DEĞİŞTİREBİLMEK, BİLGİYLE İLİŞKİYE GİRMEYİ GEREKTİRİR…
CTP de, her birey ya da her örgüt gibi,
Kendi bilincinin, bilgisinin ve fikirlerinin sınırlarıyla çevrilidir...
Lâkin;
Ancak ve ancak bilgiyle ilişkiye giren bir kişi ya da bir örgüt ve hatta bir toplum,
Sosyolojik ,
Hukuki ,
Siyasi ,
Kişisel ve Örgütsel yapılardaki eski anlayışları değiştirebiliyor!
İşte bu fikirler,
Örgütün kendi bilinç durumunu sorgulama yetisine sahip olduğu zaman,
Evrensel fikirlerle sınanır,
Ve böylece toplumun gerçek ihtiyacı olan strateji, plân ve programlar üretilebilir...
ÖZGÜRLÜĞÜN BİLGİSİNE SAHİP OLMAK
Demek ki özne,
(özne ya bir kişi ya bir örgüt ya da bir toplum olabilir),
Kendi bilgisi ve bilgiden oluşturup geliştirdiği fikri kadar düşünebilir...
Bilgisi de, bilgiden kaynaklı oluşturduğu fikri kadar değişebilir!
Bir partinin eylem ve seçimlerinde özgür olabilmesi için gereken zorunlu koşul ise,
Bu özgürlüğün bilgisine ve fikirlerine sahip olmasıdır...
DEĞİŞİMİN SIRRI
Aslında bunları ben değil, Karl Marks söylüyor:
"İnsanın üretim ilişkilerinde belirleyici olan çalışma aleti ne ise, toplumsal ilişkilerini de o şekillendirir..." diyerek..!
Kısacası;
İnsanın üretimde kullandığı çalışma aleti değişince,
Toplumsal ilişkileri, hukuku, siyaseti ve örgütlenme anlayışları da değişmelidir...
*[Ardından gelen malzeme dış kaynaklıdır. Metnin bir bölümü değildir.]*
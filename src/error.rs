//! Error types for laneq.

use thiserror::Error;

use crate::model::{ItemId, Status};

#[derive(Debug, Error)]
pub enum Error {
    /// A lane received work but nothing is registered to process it.
    /// Configuration problem; never retried.
    #[error("no processor registered for queue: {queue_name}")]
    NoProcessor {
        queue_name: String,
        /// The item whose enqueue triggered the failed dispatch, if any.
        /// It stays `pending` in the lane.
        item_id: Option<ItemId>,
    },

    #[error("item not found: {0}")]
    NotFound(ItemId),

    #[error("invalid state transition: {from} -> {to}")]
    InvalidTransition { from: Status, to: Status },

    #[error("item {id} is still {status}")]
    NotSettled { id: ItemId, status: Status },

    #[error("config error: {0}")]
    Config(String),

    #[error("runtime error: {0}")]
    Runtime(String),

    #[error("io error: {0}")]
    Io(#[from] std::io::Error),

    #[error("{0}")]
    Other(String),
}

impl Error {
    /// True for errors caused by how the scheduler was wired up rather
    /// than by anything a handler did.
    pub fn is_configuration(&self) -> bool {
        matches!(self, Error::NoProcessor { .. } | Error::Config(_))
    }
}

pub type Result<T> = std::result::Result<T, Error>;
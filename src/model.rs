//! Core data model.
//!
//! An item is one unit of work submitted to a lane. It carries an opaque
//! payload for its handler plus the lifecycle state the scheduler owns.

use std::time::Duration;

use chrono::{DateTime, Utc};
use serde::{Deserialize, Serialize};
use uuid::Uuid;

use crate::config::SchedulerConfig;
use crate::error::{Error, Result};

// ---------------------------------------------------------------------------
// Item
// ---------------------------------------------------------------------------

/// A unit of work tracked by the scheduler.
#[derive(Debug, Clone, Serialize, Deserialize)]
pub struct Item {
    /// Unique identifier.
    pub id: ItemId,

    /// The lane this item belongs to. Never changes.
    pub queue_name: String,

    /// Handler input. The scheduler never looks inside.
    pub payload: serde_json::Value,

    /// Current lifecycle state.
    pub status: Status,

    /// Number of dispatch attempts so far.
    pub attempts: u32,

    /// Attempts allowed before the item is marked failed.
    pub max_attempts: u32,

    /// Per-attempt handler deadline.
    pub timeout_ms: u64,

    pub added_at: DateTime<Utc>,
    pub updated_at: DateTime<Utc>,

    /// Handler output, set on completion.
    pub result: Option<serde_json::Value>,

    /// Why the most recent attempt failed.
    pub last_error: Option<Failure>,
}

impl Item {
    /// Build a pending item, filling unset options from the scheduler defaults.
    pub fn new(
        queue_name: &str,
        payload: serde_json::Value,
        options: &EnqueueOptions,
        config: &SchedulerConfig,
    ) -> Self {
        let now = Utc::now();
        Self {
            id: ItemId::generate(queue_name, now),
            queue_name: queue_name.to_string(),
            payload,
            status: Status::Pending,
            attempts: 0,
            max_attempts: options
                .max_attempts
                .unwrap_or(config.default_max_attempts)
                .max(1),
            timeout_ms: options
                .timeout
                .map(|t| t.as_millis() as u64)
                .unwrap_or(config.default_timeout_ms),
            added_at: now,
            updated_at: now,
            result: None,
            last_error: None,
        }
    }

    pub fn timeout(&self) -> Duration {
        Duration::from_millis(self.timeout_ms)
    }

    /// Whether another attempt is allowed after a failure.
    pub fn has_attempts_left(&self) -> bool {
        self.attempts < self.max_attempts
    }

    /// Move to `to`, rejecting transitions the state machine forbids.
    pub fn transition(&mut self, to: Status) -> Result<()> {
        if !self.status.can_transition_to(to) {
            return Err(Error::InvalidTransition {
                from: self.status,
                to,
            });
        }
        self.status = to;
        self.updated_at = Utc::now();
        Ok(())
    }

    /// pending -> processing, counting the attempt.
    pub fn begin_attempt(&mut self) -> Result<()> {
        self.transition(Status::Processing)?;
        self.attempts += 1;
        Ok(())
    }

    /// processing -> completed.
    pub fn complete(&mut self, result: serde_json::Value) -> Result<()> {
        self.transition(Status::Completed)?;
        self.result = Some(result);
        Ok(())
    }

    /// processing -> pending or failed, depending on remaining attempts.
    /// Returns the status the item landed in.
    pub fn fail(&mut self, failure: Failure) -> Result<Status> {
        let next = if self.has_attempts_left() {
            Status::Pending
        } else {
            Status::Failed
        };
        self.transition(next)?;
        self.last_error = Some(failure);
        Ok(next)
    }
}

/// Newtype for item IDs: `<queue>_<unix millis>_<random suffix>`.
#[derive(Debug, Clone, PartialEq, Eq, Hash, Serialize, Deserialize)]
#[serde(transparent)]
pub struct ItemId(pub String);

impl ItemId {
    pub fn generate(queue_name: &str, at: DateTime<Utc>) -> Self {
        let suffix = Uuid::new_v4().simple().to_string();
        Self(format!(
            "{queue_name}_{}_{}",
            at.timestamp_millis(),
            &suffix[..9]
        ))
    }

    pub fn as_str(&self) -> &str {
        &self.0
    }
}

impl std::fmt::Display for ItemId {
    fn fmt(&self, f: &mut std::fmt::Formatter<'_>) -> std::fmt::Result {
        f.pad(&self.0)
    }
}

impl From<&str> for ItemId {
    fn from(s: &str) -> Self {
        Self(s.to_string())
    }
}

// ---------------------------------------------------------------------------
// Status
// ---------------------------------------------------------------------------

/// Lifecycle state of an item.
#[derive(Debug, Clone, Copy, PartialEq, Eq, Hash, Serialize, Deserialize)]
#[serde(rename_all = "snake_case")]
pub enum Status {
    /// Waiting for admission.
    Pending,
    /// Handler running.
    Processing,
    /// Handler succeeded. Terminal.
    Completed,
    /// Attempts exhausted. Terminal.
    Failed,
}

impl Status {
    /// Can transition from self to `to`?
    pub fn can_transition_to(self, to: Status) -> bool {
        use Status::*;
        matches!(
            (self, to),
            (Pending, Processing)
                | (Processing, Completed)
                | (Processing, Pending) // retry
                | (Processing, Failed)
        )
    }

    pub fn is_terminal(self) -> bool {
        matches!(self, Status::Completed | Status::Failed)
    }

    pub fn as_str(self) -> &'static str {
        match self {
            Status::Pending => "pending",
            Status::Processing => "processing",
            Status::Completed => "completed",
            Status::Failed => "failed",
        }
    }
}

impl std::fmt::Display for Status {
    fn fmt(&self, f: &mut std::fmt::Formatter<'_>) -> std::fmt::Result {
        f.pad(self.as_str())
    }
}

// ---------------------------------------------------------------------------
// Failure
// ---------------------------------------------------------------------------

/// Why a dispatch attempt did not produce a result.
#[derive(Debug, Clone, PartialEq, Eq, Serialize, Deserialize)]
#[serde(tag = "kind", rename_all = "snake_case")]
pub enum Failure {
    /// The handler returned an error.
    Handler { message: String },
    /// The handler did not settle before the item's deadline.
    Timeout { timeout_ms: u64 },
    /// The handler task panicked.
    Panicked { message: String },
}

impl Failure {
    pub fn is_timeout(&self) -> bool {
        matches!(self, Failure::Timeout { .. })
    }
}

impl std::fmt::Display for Failure {
    fn fmt(&self, f: &mut std::fmt::Formatter<'_>) -> std::fmt::Result {
        match self {
            Failure::Handler { message } => f.write_str(message),
            Failure::Timeout { timeout_ms } => {
                write!(f, "processing timeout after {timeout_ms}ms")
            }
            Failure::Panicked { message } => write!(f, "handler panicked: {message}"),
        }
    }
}

// ---------------------------------------------------------------------------
// Options
// ---------------------------------------------------------------------------

/// Per-item overrides for [`crate::scheduler::Scheduler::enqueue`].
#[derive(Debug, Clone, Default)]
pub struct EnqueueOptions {
    pub(crate) max_attempts: Option<u32>,
    pub(crate) timeout: Option<Duration>,
}

impl EnqueueOptions {
    pub fn new() -> Self {
        Self::default()
    }

    pub fn max_attempts(mut self, n: u32) -> Self {
        self.max_attempts = Some(n);
        self
    }

    pub fn timeout(mut self, timeout: Duration) -> Self {
        self.timeout = Some(timeout);
        self
    }
}

/// Per-lane status counts.
#[derive(Debug, Clone, Copy, Default, PartialEq, Eq, Serialize)]
pub struct LaneStats {
    pub pending: usize,
    pub processing: usize,
    pub completed: usize,
    pub failed: usize,
}

impl LaneStats {
    /// Nothing waiting and nothing running.
    pub fn is_idle(&self) -> bool {
        self.pending == 0 && self.processing == 0
    }
}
Günümüz üretiminde başat olarak kullanılan çalışma ve değişim aletleri ise bilgi ve fikirlerdir...
Marks’a göre,
Değişimin sırrı işte budur !
"Yeni Kıble" tayini yapmaya çalışanlara hatırlatayım dedim...
Sürç-ü lisan ettimse affola…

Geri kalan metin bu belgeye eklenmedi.